[Source records]
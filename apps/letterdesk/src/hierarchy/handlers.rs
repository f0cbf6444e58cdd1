use axum::{
    extract::State,
    http::{header::AUTHORIZATION, HeaderMap, StatusCode},
    Json,
};
use chrono::{DateTime, Utc};
use serde::{Deserialize, Serialize};
use serde_json::Value;

use crate::errors::AppError;
use crate::models::hierarchy::{EmployeeMapping, HierarchySnapshot};
use crate::state::AppState;

#[derive(Deserialize)]
pub struct SaveHierarchyRequest {
    pub hierarchy: Value,
    #[serde(default)]
    pub employees: EmployeeMapping,
}

#[derive(Serialize)]
pub struct SaveHierarchyResponse {
    pub updated_at: DateTime<Utc>,
}

/// Token from `Authorization: Bearer <token>`, if present. The scheme name
/// is case-insensitive.
fn bearer_token(headers: &HeaderMap) -> Option<&str> {
    let value = headers.get(AUTHORIZATION)?.to_str().ok()?.trim_start();
    let (scheme, token) = value.split_once(char::is_whitespace)?;
    if !scheme.eq_ignore_ascii_case("bearer") {
        return None;
    }
    Some(token.trim()).filter(|t| !t.is_empty())
}

/// GET /api/v1/hierarchy
pub async fn handle_get_hierarchy(
    State(state): State<AppState>,
    headers: HeaderMap,
) -> Result<Json<Option<HierarchySnapshot>>, AppError> {
    let snapshot = state.hierarchy.load(bearer_token(&headers)).await?;
    Ok(Json(snapshot))
}

/// PUT /api/v1/hierarchy
pub async fn handle_save_hierarchy(
    State(state): State<AppState>,
    headers: HeaderMap,
    Json(req): Json<SaveHierarchyRequest>,
) -> Result<Json<SaveHierarchyResponse>, AppError> {
    let updated_at = state
        .hierarchy
        .save(bearer_token(&headers), req.hierarchy, &req.employees)
        .await?;
    Ok(Json(SaveHierarchyResponse { updated_at }))
}

/// DELETE /api/v1/hierarchy
pub async fn handle_delete_hierarchy(
    State(state): State<AppState>,
    headers: HeaderMap,
) -> Result<StatusCode, AppError> {
    state.hierarchy.delete(bearer_token(&headers)).await?;
    Ok(StatusCode::NO_CONTENT)
}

* Work request *
Pull out all lines in the data above that include "scheme".

* Task result *
/// Token from `Authorization: Bearer <token>`, if present. The scheme name
    let (scheme, token) = value.split_once(char::is_whitespace)?;
    if !scheme.eq_ignore_ascii_case("bearer") {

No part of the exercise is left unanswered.